▶ **BRIEF**: What lines of the data hold the string "next"? Copy them all.

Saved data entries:
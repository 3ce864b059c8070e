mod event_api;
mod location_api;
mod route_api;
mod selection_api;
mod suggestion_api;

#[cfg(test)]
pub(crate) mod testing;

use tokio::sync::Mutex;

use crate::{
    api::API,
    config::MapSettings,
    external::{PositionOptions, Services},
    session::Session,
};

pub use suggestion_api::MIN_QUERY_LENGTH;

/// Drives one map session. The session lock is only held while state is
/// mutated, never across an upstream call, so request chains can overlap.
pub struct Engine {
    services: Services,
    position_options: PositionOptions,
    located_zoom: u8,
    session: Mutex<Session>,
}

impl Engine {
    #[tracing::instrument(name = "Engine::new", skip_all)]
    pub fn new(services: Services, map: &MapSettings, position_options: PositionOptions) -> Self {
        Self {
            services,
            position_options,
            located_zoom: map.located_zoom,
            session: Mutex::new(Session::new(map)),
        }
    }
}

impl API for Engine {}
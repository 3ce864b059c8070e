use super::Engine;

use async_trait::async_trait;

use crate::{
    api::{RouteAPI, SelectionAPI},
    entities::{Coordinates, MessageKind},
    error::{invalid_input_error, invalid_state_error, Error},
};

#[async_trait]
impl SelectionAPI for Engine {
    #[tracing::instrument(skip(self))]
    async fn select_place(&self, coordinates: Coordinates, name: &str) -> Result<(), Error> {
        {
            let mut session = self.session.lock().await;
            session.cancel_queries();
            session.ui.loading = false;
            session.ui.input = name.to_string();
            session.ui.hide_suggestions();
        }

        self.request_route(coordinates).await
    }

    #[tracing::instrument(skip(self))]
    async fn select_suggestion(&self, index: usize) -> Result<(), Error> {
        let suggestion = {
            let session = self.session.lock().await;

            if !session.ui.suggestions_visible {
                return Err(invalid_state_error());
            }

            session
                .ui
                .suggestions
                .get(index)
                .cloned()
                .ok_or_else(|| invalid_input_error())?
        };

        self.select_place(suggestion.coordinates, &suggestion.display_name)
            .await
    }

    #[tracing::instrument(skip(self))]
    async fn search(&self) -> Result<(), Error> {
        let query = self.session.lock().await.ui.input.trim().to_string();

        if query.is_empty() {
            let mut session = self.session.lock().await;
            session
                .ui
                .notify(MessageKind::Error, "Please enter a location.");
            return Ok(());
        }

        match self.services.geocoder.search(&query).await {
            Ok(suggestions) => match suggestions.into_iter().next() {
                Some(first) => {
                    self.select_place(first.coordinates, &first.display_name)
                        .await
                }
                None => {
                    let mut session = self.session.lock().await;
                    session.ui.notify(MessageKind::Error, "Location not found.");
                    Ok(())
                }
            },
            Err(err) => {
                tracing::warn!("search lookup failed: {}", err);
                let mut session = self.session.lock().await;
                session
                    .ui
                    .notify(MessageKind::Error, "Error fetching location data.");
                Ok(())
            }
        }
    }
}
* * *
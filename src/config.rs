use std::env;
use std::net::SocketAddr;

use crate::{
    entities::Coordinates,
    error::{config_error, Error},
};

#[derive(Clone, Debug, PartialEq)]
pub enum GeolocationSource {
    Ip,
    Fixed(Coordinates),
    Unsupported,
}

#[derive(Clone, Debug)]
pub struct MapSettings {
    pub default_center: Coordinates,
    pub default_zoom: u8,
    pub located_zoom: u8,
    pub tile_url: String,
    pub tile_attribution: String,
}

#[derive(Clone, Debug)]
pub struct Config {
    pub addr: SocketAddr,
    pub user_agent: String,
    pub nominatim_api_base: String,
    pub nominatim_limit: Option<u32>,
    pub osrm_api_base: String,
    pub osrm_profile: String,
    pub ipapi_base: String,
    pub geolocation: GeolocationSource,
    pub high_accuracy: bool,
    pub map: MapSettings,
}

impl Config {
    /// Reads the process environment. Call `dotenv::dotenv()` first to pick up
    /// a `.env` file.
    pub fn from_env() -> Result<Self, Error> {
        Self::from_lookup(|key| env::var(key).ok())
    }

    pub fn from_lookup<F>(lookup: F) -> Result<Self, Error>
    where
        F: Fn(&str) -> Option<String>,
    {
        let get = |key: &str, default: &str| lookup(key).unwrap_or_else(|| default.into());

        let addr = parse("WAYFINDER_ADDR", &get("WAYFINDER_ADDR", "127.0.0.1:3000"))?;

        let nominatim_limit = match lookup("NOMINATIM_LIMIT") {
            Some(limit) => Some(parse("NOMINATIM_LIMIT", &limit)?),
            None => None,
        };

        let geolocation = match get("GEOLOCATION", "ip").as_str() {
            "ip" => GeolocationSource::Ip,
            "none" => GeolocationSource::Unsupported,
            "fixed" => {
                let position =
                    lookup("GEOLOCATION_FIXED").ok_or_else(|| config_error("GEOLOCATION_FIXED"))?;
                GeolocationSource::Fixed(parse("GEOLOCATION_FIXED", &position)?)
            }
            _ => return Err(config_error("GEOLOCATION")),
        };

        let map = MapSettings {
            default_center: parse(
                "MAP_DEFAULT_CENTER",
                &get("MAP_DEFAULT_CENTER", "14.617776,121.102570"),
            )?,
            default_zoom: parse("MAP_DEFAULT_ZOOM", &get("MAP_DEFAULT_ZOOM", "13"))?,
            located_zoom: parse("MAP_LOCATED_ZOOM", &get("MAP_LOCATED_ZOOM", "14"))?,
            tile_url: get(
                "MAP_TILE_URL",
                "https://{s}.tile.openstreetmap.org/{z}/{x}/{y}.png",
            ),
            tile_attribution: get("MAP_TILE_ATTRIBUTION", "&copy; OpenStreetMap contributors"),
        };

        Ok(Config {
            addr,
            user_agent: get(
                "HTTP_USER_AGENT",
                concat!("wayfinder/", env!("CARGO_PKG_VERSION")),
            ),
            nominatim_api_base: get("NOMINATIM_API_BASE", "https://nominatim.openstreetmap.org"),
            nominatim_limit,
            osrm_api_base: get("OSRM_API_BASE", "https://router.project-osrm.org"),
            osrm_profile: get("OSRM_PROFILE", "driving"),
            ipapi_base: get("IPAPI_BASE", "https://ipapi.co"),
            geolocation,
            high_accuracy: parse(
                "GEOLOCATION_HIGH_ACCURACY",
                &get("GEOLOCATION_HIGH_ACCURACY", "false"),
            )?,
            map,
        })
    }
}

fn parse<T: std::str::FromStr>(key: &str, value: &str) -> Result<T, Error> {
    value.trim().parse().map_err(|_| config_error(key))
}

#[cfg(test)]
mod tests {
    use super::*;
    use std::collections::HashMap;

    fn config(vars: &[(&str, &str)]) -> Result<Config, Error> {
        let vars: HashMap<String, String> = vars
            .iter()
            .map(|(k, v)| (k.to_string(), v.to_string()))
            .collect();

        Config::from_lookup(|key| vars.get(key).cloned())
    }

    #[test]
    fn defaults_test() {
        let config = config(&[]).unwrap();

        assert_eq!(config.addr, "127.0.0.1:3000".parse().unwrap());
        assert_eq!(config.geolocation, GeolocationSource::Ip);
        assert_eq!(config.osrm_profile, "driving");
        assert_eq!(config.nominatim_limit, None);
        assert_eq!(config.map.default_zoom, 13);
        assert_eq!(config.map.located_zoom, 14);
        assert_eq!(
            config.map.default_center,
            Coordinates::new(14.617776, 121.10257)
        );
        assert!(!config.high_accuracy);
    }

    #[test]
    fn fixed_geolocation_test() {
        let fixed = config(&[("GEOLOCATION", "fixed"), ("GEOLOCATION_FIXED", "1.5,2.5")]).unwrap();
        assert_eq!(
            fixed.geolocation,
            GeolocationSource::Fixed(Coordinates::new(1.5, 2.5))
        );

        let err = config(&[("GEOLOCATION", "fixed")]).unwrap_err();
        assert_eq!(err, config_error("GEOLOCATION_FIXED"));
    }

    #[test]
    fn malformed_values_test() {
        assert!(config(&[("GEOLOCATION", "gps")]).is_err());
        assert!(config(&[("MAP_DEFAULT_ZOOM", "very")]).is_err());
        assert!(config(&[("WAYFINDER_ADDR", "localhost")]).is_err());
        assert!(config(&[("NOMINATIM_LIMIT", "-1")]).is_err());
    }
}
---
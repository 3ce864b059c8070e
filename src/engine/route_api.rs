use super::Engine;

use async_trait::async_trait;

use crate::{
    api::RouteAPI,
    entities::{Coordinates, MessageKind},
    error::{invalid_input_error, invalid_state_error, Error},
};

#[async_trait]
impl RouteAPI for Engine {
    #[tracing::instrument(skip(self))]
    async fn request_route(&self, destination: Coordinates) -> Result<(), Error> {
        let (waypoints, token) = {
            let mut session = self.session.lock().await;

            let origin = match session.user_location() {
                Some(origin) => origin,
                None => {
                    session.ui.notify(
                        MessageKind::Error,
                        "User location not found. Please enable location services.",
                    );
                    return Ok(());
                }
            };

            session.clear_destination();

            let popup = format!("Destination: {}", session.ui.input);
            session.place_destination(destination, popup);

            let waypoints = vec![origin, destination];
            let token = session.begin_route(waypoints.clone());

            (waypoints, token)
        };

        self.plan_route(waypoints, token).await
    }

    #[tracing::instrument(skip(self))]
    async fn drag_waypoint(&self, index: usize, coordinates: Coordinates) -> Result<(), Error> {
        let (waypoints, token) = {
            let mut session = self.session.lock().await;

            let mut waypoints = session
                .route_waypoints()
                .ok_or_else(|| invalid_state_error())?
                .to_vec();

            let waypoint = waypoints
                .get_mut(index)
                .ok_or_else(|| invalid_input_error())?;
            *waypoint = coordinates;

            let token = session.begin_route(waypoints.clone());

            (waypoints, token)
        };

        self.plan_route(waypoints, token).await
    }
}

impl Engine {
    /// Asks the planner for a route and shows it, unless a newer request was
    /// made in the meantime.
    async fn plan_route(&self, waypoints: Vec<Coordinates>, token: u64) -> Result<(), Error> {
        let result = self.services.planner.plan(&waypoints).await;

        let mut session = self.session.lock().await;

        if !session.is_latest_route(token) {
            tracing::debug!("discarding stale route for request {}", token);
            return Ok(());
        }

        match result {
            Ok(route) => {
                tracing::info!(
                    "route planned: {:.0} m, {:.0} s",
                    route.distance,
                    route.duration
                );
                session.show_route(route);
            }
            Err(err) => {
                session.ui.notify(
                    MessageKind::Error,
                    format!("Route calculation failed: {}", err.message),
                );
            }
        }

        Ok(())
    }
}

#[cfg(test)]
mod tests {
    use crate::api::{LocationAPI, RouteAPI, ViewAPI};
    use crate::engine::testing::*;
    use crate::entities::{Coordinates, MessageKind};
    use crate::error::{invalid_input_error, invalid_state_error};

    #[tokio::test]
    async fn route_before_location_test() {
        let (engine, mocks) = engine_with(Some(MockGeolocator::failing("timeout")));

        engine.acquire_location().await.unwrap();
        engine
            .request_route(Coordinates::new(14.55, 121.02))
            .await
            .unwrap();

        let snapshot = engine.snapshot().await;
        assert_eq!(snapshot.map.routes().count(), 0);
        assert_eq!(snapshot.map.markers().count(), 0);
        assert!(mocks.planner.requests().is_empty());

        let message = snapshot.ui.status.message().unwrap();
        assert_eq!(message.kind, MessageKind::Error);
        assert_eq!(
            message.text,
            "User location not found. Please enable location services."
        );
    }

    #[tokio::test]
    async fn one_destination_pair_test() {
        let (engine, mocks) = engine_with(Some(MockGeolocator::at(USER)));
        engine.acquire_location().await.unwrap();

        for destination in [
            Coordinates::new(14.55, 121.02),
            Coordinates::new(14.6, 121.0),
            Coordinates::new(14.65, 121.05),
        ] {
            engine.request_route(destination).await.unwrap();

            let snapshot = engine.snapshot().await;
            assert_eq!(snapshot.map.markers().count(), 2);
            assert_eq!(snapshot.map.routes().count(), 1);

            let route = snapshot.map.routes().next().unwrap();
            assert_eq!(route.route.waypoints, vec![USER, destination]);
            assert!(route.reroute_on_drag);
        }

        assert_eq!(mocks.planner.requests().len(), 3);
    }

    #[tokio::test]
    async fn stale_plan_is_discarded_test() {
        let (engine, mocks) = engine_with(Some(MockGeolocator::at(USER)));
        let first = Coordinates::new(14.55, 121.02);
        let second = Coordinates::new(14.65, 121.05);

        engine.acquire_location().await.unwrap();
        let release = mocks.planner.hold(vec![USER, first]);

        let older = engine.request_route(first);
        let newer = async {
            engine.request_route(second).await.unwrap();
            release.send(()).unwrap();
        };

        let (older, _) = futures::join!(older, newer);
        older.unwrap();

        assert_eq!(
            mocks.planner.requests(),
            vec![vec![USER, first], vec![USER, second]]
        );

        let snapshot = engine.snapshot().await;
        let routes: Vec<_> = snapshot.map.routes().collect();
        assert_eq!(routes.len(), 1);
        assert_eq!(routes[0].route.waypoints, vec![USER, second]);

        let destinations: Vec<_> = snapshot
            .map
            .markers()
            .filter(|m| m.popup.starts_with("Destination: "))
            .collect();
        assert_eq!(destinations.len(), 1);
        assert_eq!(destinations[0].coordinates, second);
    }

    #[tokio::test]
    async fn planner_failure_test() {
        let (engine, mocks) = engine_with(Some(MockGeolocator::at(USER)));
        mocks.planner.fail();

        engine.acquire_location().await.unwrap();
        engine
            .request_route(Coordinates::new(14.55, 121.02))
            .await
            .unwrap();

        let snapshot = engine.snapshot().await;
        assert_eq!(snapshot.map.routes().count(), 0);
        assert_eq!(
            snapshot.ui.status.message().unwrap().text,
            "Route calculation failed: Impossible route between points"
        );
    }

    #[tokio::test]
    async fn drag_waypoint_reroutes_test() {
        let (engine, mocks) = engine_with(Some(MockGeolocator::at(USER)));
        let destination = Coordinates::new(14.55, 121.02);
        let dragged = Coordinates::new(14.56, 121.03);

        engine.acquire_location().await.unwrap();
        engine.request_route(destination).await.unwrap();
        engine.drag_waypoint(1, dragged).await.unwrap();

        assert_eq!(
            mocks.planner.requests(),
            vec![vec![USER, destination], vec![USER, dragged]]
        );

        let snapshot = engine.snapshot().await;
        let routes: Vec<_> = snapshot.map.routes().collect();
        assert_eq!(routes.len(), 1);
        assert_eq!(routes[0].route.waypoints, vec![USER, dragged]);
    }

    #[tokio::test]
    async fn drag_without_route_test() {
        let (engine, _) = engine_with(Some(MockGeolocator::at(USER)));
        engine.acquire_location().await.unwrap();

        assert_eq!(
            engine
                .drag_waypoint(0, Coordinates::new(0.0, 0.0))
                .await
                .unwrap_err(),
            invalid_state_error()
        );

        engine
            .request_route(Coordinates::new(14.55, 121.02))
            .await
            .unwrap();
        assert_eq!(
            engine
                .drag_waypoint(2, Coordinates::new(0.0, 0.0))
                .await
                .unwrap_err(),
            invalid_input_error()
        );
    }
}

▶ **THE COMPLETED TASK**:
            Ok(suggestions) => match suggestions.into_iter().next() {
            let route = snapshot.map.routes().next().unwrap();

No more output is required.